You mentioned that the kids actually went out the front of the bus, whereas it was reported that they had gone out the back. Are there any other misconceptions that were out there that you could clear up?
The main thing is, at first, we heard that Mr. Poland and Mr. Dykes had a confrontation [prior to the incident]. They never had a confrontation. When law enforcement was trying to find someone to help the negotiators who might be a friend of Jimmy Dykes’, he had no friends. The only name that kept coming back to them: Chuck Poland.
I don’t know if you’ve heard this or not, but as a token of appreciation, Mr. Poland took a jar of pepper jelly and a dozen eggs the morning of the shooting [which happened in the afternoon] and a thank-you note and left it at the gate for Mr. Dykes. And this was at the urging of [Poland’s] wife, to show appreciation for doing the turnaround. And like I said, we don’t expect [what Dykes did later that day] from people who befriended us. That’s what makes it so crazy.
I was interested to learn that you worked as a school bus driver instructor at the State Department of Education.
That was four of the best years of my life, working with the department, working with Joe. It gave me the opportunity to get out of Dale County and to work with bus drivers. And I saw how important that part of education is. I loved going from district to district, talking to drivers and stressing to them how important a bus driver’s job is. They set the tone each and every day for those kids on the bus — not only in the morning, but in the afternoon. They’re the last person they see from the school.
So it’s not only the safety part of it, but just the connection that the drivers get to make with children, just like Mr. Chuck Poland. He would be, in my mind, the model bus driver. If you wanted to just mold one, it would be Chuck Poland.
Our department at the state level, they stress that the No. 1 job for a bus driver is safety, without a doubt. They stress procedure; they detail all parts of bus driving. That’s a very professional organization.
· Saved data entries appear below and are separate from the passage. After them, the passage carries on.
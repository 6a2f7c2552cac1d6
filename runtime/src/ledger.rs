//! Inventory ledger: reserve and restore tickets against an event's
//! availability without overselling.
//!
//! # Protocol
//!
//! Every adjustment is a read-check-write loop over the catalog's
//! compare-and-swap primitive:
//!
//! ```text
//! read event (available, version)
//!    │
//!    ├── check (enough tickets / capacity not exceeded) ──► fail, no retry
//!    │
//!    └── update_availability(new, expected = version)
//!           ├── Ok(new_version)      ──► done
//!           └── VersionMismatch      ──► back off, re-read (bounded)
//! ```
//!
//! There is no lock: two concurrent buyers both read `version = n`, only one
//! write of `n → n+1` commits, the other re-reads and re-checks.
//!
//! Giving back tickets that are already held ([`InventoryLedger::release`])
//! can only lose a version race, so it retries far longer than a reservation.

use crate::metrics;
use crate::retry::{RetryPolicy, retry_with_predicate};
use std::sync::Arc;
use thiserror::Error;
use ticketing_core::error::Result;
use ticketing_core::providers::CatalogStore;
use ticketing_core::{Event, EventId, StoreError, TicketingError, ValidationError, Version};

/// Tickets taken out of an event's availability.
#[derive(Clone, Debug, PartialEq, Eq)]
pub struct Reservation {
    /// Event snapshot as written by the reservation (its price is the price
    /// the purchase is charged at)
    pub event: Event,
    /// Reserved quantity
    pub quantity: u32,
}

/// Read-only view of an event's inventory.
#[derive(Clone, Copy, Debug, PartialEq, Eq)]
pub struct Availability {
    /// Event
    pub event_id: EventId,
    /// Tickets still for sale
    pub available: u32,
    /// Capacity
    pub total: u32,
    /// Current version
    pub version: Version,
}

/// Outcome of a single read-check-write attempt.
#[derive(Debug, Error)]
enum AttemptError {
    #[error(transparent)]
    Store(#[from] StoreError),

    #[error("only {available} tickets available")]
    Insufficient { available: u32 },

    #[error("restoring would exceed capacity ({available} of {total} available)")]
    OverCapacity { available: u32, total: u32 },
}

impl AttemptError {
    const fn is_conflict(&self) -> bool {
        matches!(self, Self::Store(StoreError::VersionMismatch { .. }))
    }
}

/// Lower bound on conflict retries when handing held tickets back.
pub const RELEASE_MAX_RETRIES: u32 = 64;

/// Direction of an availability adjustment.
#[derive(Clone, Copy, Debug)]
enum Adjustment {
    Reserve(u32),
    Restore(u32),
}

/// Guards per-event availability with optimistic concurrency.
#[derive(Clone)]
pub struct InventoryLedger {
    catalog: Arc<dyn CatalogStore>,
    policy: RetryPolicy,
    release_policy: RetryPolicy,
}

impl InventoryLedger {
    /// Creates a ledger over `catalog`, retrying conflicts per `policy`.
    #[must_use]
    pub fn new(catalog: Arc<dyn CatalogStore>, policy: RetryPolicy) -> Self {
        let release_policy = RetryPolicy {
            max_retries: policy.max_retries.max(RELEASE_MAX_RETRIES),
            ..policy.clone()
        };
        Self {
            catalog,
            policy,
            release_policy,
        }
    }

    /// The retry policy applied to version conflicts.
    #[must_use]
    pub const fn policy(&self) -> &RetryPolicy {
        &self.policy
    }

    /// Takes `quantity` tickets out of the event's availability.
    ///
    /// # Errors
    ///
    /// - [`TicketingError::EventNotFound`]
    /// - [`TicketingError::InsufficientInventory`] (never retried)
    /// - [`TicketingError::ConcurrencyConflict`] once the retry bound is hit
    /// - [`TicketingError::Storage`]
    pub async fn reserve(&self, event_id: EventId, quantity: u32) -> Result<Reservation> {
        if quantity == 0 {
            return Err(ValidationError::ZeroQuantity.into());
        }

        let event = self
            .adjust(&self.policy, event_id, Adjustment::Reserve(quantity))
            .await?;
        tracing::debug!(
            %event_id,
            quantity,
            available = event.available_tickets,
            version = %event.version,
            "Inventory reserved"
        );
        Ok(Reservation { event, quantity })
    }

    /// Puts `quantity` tickets back into the event's availability.
    ///
    /// Returns the event as written.
    ///
    /// # Errors
    ///
    /// - [`TicketingError::CapacityExceeded`] if `available + quantity > total`
    /// - [`TicketingError::EventNotFound`]
    /// - [`TicketingError::ConcurrencyConflict`] once the retry bound is hit
    /// - [`TicketingError::Storage`]
    pub async fn restore(&self, event_id: EventId, quantity: u32) -> Result<Event> {
        if quantity == 0 {
            return Err(ValidationError::ZeroQuantity.into());
        }

        let event = self
            .adjust(&self.policy, event_id, Adjustment::Restore(quantity))
            .await?;
        tracing::debug!(
            %event_id,
            quantity,
            available = event.available_tickets,
            version = %event.version,
            "Inventory restored"
        );
        Ok(event)
    }

    /// Hands back `quantity` tickets the caller already holds: a reservation
    /// whose purchase failed, or a ticket that has been cancelled.
    ///
    /// Same check as [`restore`](Self::restore), but version conflicts are
    /// retried up to [`RELEASE_MAX_RETRIES`] times (or the configured bound,
    /// whichever is larger).
    ///
    /// # Errors
    ///
    /// As [`restore`](Self::restore).
    pub async fn release(&self, event_id: EventId, quantity: u32) -> Result<Event> {
        if quantity == 0 {
            return Err(ValidationError::ZeroQuantity.into());
        }

        let event = self
            .adjust(&self.release_policy, event_id, Adjustment::Restore(quantity))
            .await?;
        tracing::debug!(
            %event_id,
            quantity,
            available = event.available_tickets,
            version = %event.version,
            "Inventory released"
        );
        Ok(event)
    }

    /// Current inventory of an event.
    ///
    /// # Errors
    ///
    /// - [`TicketingError::EventNotFound`]
    /// - [`TicketingError::Storage`]
    pub async fn availability(&self, event_id: EventId) -> Result<Availability> {
        let event = self.catalog.get_event(event_id).await?;
        Ok(Availability {
            event_id,
            available: event.available_tickets,
            total: event.total_tickets,
            version: event.version,
        })
    }

    async fn adjust(
        &self,
        policy: &RetryPolicy,
        event_id: EventId,
        adjustment: Adjustment,
    ) -> Result<Event> {
        let outcome = retry_with_predicate(
            policy,
            || self.attempt(event_id, adjustment),
            AttemptError::is_conflict,
        )
        .await;

        outcome.map_err(|err| match (err, adjustment) {
            (AttemptError::Store(StoreError::VersionMismatch { .. }), _) => {
                tracing::warn!(
                    %event_id,
                    attempts = policy.max_attempts(),
                    "Inventory update abandoned after repeated version conflicts"
                );
                TicketingError::ConcurrencyConflict {
                    event_id,
                    attempts: policy.max_attempts(),
                }
            }
            (AttemptError::Store(store), _) => store.into(),
            (AttemptError::Insufficient { available }, Adjustment::Reserve(requested)) => {
                TicketingError::InsufficientInventory {
                    event_id,
                    requested,
                    available,
                }
            }
            (AttemptError::OverCapacity { available, total }, Adjustment::Restore(requested)) => {
                TicketingError::CapacityExceeded {
                    event_id,
                    requested,
                    available,
                    total,
                }
            }
            (other, _) => TicketingError::Storage(other.to_string()),
        })
    }

    async fn attempt(
        &self,
        event_id: EventId,
        adjustment: Adjustment,
    ) -> std::result::Result<Event, AttemptError> {
        let mut event = self.catalog.get_event(event_id).await?;

        let new_available = match adjustment {
            Adjustment::Reserve(quantity) => {
                if !event.has_available(quantity) {
                    return Err(AttemptError::Insufficient {
                        available: event.available_tickets,
                    });
                }
                event.available_tickets - quantity
            }
            Adjustment::Restore(quantity) => event
                .available_tickets
                .checked_add(quantity)
                .filter(|restored| *restored <= event.total_tickets)
                .ok_or(AttemptError::OverCapacity {
                    available: event.available_tickets,
                    total: event.total_tickets,
                })?,
        };

        let version = self
            .catalog
            .update_availability(event_id, new_available, event.version)
            .await
            .inspect_err(|err| {
                if matches!(err, StoreError::VersionMismatch { .. }) {
                    metrics::record_inventory_conflict();
                }
            })?;

        event.available_tickets = new_available;
        event.version = version;
        metrics::record_tickets_available(event_id, new_available);
        Ok(event)
    }
}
I was there from 2004 till 2008, and then I was elected superintendent of Dale County Schools and started my tenure in January of 2009. And I had just started my second term when this happened on the 29th of January.
Do you think that having that experience in school transportation helped in this situation?
It did, because I was very familiar with that part of education. Also, we have an excellent [transportation] supervisor who is very detail oriented.
And my connection with the state department, I’ll say this: On the day of the shooting, Joe, Brad and Mike Morris — who is our instructor from the State Department of Education — they were 200 miles away, but they dropped what they were doing. They stayed on site with us throughout the ordeal. It was invaluable — not only their encouragement, but the strength that they provided in the direction we needed to go.
Once we started school back, we had to start buses back, and certainly there was a cloud in the air, you know, “What are you going to do to keep our children safe?” And we had national and world media there. Joe was very helpful in giving details to what we were doing in that regard, the steps we had in place.
Is there anything else that you want to mention?
We really appreciate all the support we’ve received from throughout the nation. The cards and kind words from transportation departments all across this nation — it has been unreal. Especially Stewart County Schools in Tennessee, which had a bus driver shot [Joyce Gregory, in 2005]. They were very helpful, because they’ve been there.
Looking back, we saw how important that is, that others reached out to us when we were in a time of need. We’re hopeful that we could do that in the future, to help others that are going through similar situations.